Muitos destes amigos moram em cidades que estão assoladas pelas enchentes. Dói muito ver tudo isso debaixo da água desta enchente.

Em 1976 entre na Engenharia-FURB, Blumenau. Uma das colegas de faculdade era a Gisa, casada com Mário, ambos de Pelotas/RS. Em 1979 comecei a namorar com um colega de Mário, também gaúcho, o Túlio: ambos faziam a faculdade de Direito. Em 1981, quando casamos, Gisa e Mário foram padrinhos e anos depois fomos padrinhos da caçula Caroline. De Blumenau eles mudaram para Florianópolis e nós, um ou dois anos depois, também nos mudamos para Florianópolis. Nossa amizade ultrapassou as cheias de Blumenau, a ponte Hercílio Luz, viagens pelo interior de Santa Catarina com a filharada toda, visita a amigos e parentes no RS, churrascos, jantares, aniversários, encontros e desencontros, tipo nossos divórcios. Nossa amizade perdurou por todos estes anos e, embora desenlaces matrimonias e a perda prematura de Mário tenham acontecido, a amizade não esmoreceu. 

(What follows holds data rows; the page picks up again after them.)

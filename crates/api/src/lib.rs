//! HTTP API for customer operations.
//!
//! Every customer endpoint runs one saga through
//! [`CustomerCommandService`] and maps the saga outcome to a status code,
//! with structured logging (tracing) and Prometheus metrics.

pub mod config;
pub mod error;
pub mod routes;

use std::sync::Arc;

use axum::Router;
use axum::routing::{delete, get, patch, post};
use customer::{CustomerCommandService, CustomersClient, InMemoryCustomersClient};
use metrics_exporter_prometheus::PrometheusHandle;
use saga::{EngineConfig, ValidationError};
use tower_http::cors::{Any, CorsLayer};
use tower_http::trace::TraceLayer;

use routes::customers::{self, AppState};

/// Creates the Axum application router with all routes and shared state.
pub fn create_app(state: Arc<AppState>, metrics_handle: PrometheusHandle) -> Router {
    let metrics_router = Router::new()
        .route("/metrics", get(routes::metrics::render))
        .with_state(metrics_handle);

    let customer_routes = Router::new()
        .route("/", post(customers::register))
        .route("/{party_id}/name", patch(customers::update_name))
        .route("/{party_id}/addresses", post(customers::add_address))
        .route(
            "/{party_id}/addresses/{address_id}",
            patch(customers::update_address).delete(customers::remove_address),
        )
        .route("/{party_id}/emails", post(customers::add_email))
        .route("/{party_id}/emails/{email_id}", delete(customers::remove_email))
        .route("/{party_id}/phones", post(customers::add_phone))
        .route("/{party_id}/phones/{phone_id}", delete(customers::remove_phone))
        .route(
            "/{party_id}/preferred-channel",
            post(customers::set_preferred_channel),
        )
        .route("/{party_id}/dormant", post(customers::mark_dormant))
        .route("/{party_id}/reactivate", post(customers::reactivate))
        .route("/{party_id}/deceased", post(customers::mark_deceased))
        .route("/{party_id}/closure-request", post(customers::request_closure))
        .route("/{party_id}/confirm-closure", post(customers::confirm_closure))
        .route("/{party_id}/lock", post(customers::lock_profile))
        .route("/{party_id}/unlock", post(customers::unlock_profile));

    Router::new()
        .route("/health", get(routes::health::check))
        .nest("/api/v1/customers", customer_routes)
        .with_state(state)
        .merge(metrics_router)
        .layer(
            CorsLayer::new()
                .allow_origin(Any)
                .allow_methods(Any)
                .allow_headers(Any),
        )
        .layer(TraceLayer::new_for_http())
}

/// Creates the default application state backed by the in-memory customer
/// service. The client is returned so callers can inspect or script it.
pub fn create_default_state(
    engine: EngineConfig,
) -> Result<(Arc<AppState>, InMemoryCustomersClient), ValidationError> {
    let client = InMemoryCustomersClient::new();
    let shared: Arc<dyn CustomersClient> = Arc::new(client.clone());
    let service = CustomerCommandService::build(shared, engine)?;
    Ok((Arc::new(AppState { service }), client))
}
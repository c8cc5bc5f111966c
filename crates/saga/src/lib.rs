//! Saga orchestration engine.
//!
//! A saga is a set of named steps with declared dependencies. The engine
//! runs every step whose dependencies have finished, concurrently with its
//! independent peers, expands list inputs into one invocation per element,
//! and skips steps whose activation predicate is false. When any
//! invocation fails, the engine stops launching work, waits for in-flight
//! invocations, and runs the registered compensation of every succeeded
//! invocation in reverse completion order.
//!
//! ```no_run
//! use std::sync::Arc;
//! use saga::{
//!     EngineConfig, SagaContext, SagaDefinition, SagaEngine, StepDefinition, StepInputs,
//!     StepRegistry, compensation_fn, step_fn,
//! };
//!
//! # async fn run() -> Result<(), Box<dyn std::error::Error>> {
//! let mut registry = StepRegistry::new();
//! registry.register(
//!     SagaDefinition::builder("Transfer")
//!         .step(
//!             StepDefinition::new("debit").compensate("refund"),
//!             step_fn(|amount: u64, _ctx: SagaContext| async move { Ok(Some(amount)) }),
//!         )
//!         .step(
//!             StepDefinition::new("credit").depends_on(["debit"]),
//!             step_fn(|amount: u64, _ctx: SagaContext| async move { Ok(Some(amount)) }),
//!         )
//!         .compensation(
//!             "refund",
//!             compensation_fn(|_amount: Option<u64>, _ctx: SagaContext| async move { Ok(()) }),
//!         ),
//! )?;
//!
//! let engine = SagaEngine::new(Arc::new(registry), EngineConfig::default());
//! let inputs = StepInputs::builder()
//!     .for_step("debit", 100u64)
//!     .for_step("credit", 100u64)
//!     .build()?;
//! let result = engine.execute("Transfer", inputs).await?;
//! assert!(result.is_completed());
//! # Ok(())
//! # }
//! ```

mod cancel;
mod compensation;
pub mod config;
pub mod context;
pub mod definition;
pub mod engine;
pub mod error;
pub mod events;
pub mod inputs;
pub mod registry;
pub mod result;
pub mod state;

pub use cancel::{CancelHandle, CancelSignal, cancellation};
pub use config::EngineConfig;
pub use context::{ContextKey, SagaContext};
pub use definition::{
    BoxFuture, CompensationHandler, Predicate, RetryPolicy, SagaBuilder, SagaDefinition,
    StepDefinition, StepHandler, compensation_fn, step_fn,
};
pub use engine::{CANCELLED_STEP, SagaEngine};
pub use error::{
    CompensationError, FailureKind, SagaError, StepError, StepExecutionError, ValidationError,
};
pub use events::{
    EventPublisher, InMemoryEventPublisher, PublishError, StepEvent, TracingEventPublisher,
};
pub use inputs::{ExpandEach, StepInput, StepInputs, StepInputsBuilder};
pub use registry::StepRegistry;
pub use result::{
    CompensationOutcome, CompensationRecord, SagaResult, SagaStatus, SkipReason, StepResult,
};
pub use state::StepState;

Ado e Janete, amigos de longa data de Túlio, gaúchos, também foram padrinhos de casamento. Muitas foram as visitas daqui pra lá e de lá pra cá. As 'rejantas' de Ado são inesquecíveis! A filha Caroline é afilhada. Moraram em Florianópolis, no Rio e decididamente voltaram para Canoas. Continuamos em contato até hoje. O chimarrão? Sempre de mão em mão...

Em 2009 fizemos uma viagem por todo RS: saímos de Canoas, passamos por Porto Alegre, São Lourenço do Sul, Pelotas, Bagé, Uruguaiana, São Borja, Itaqui, São Nicolau, Passo Fundo, Serafina 
Correia, Guaporé, Veranópolis, Vale dos Vinhedos, Bento Gonçalves e de volta a Canoas. 


Pelotas: o rio que hoje inunda a cidade

E dói sim, ver Pelotas, Canoas e todas as outras cidades arredores debaixo da água...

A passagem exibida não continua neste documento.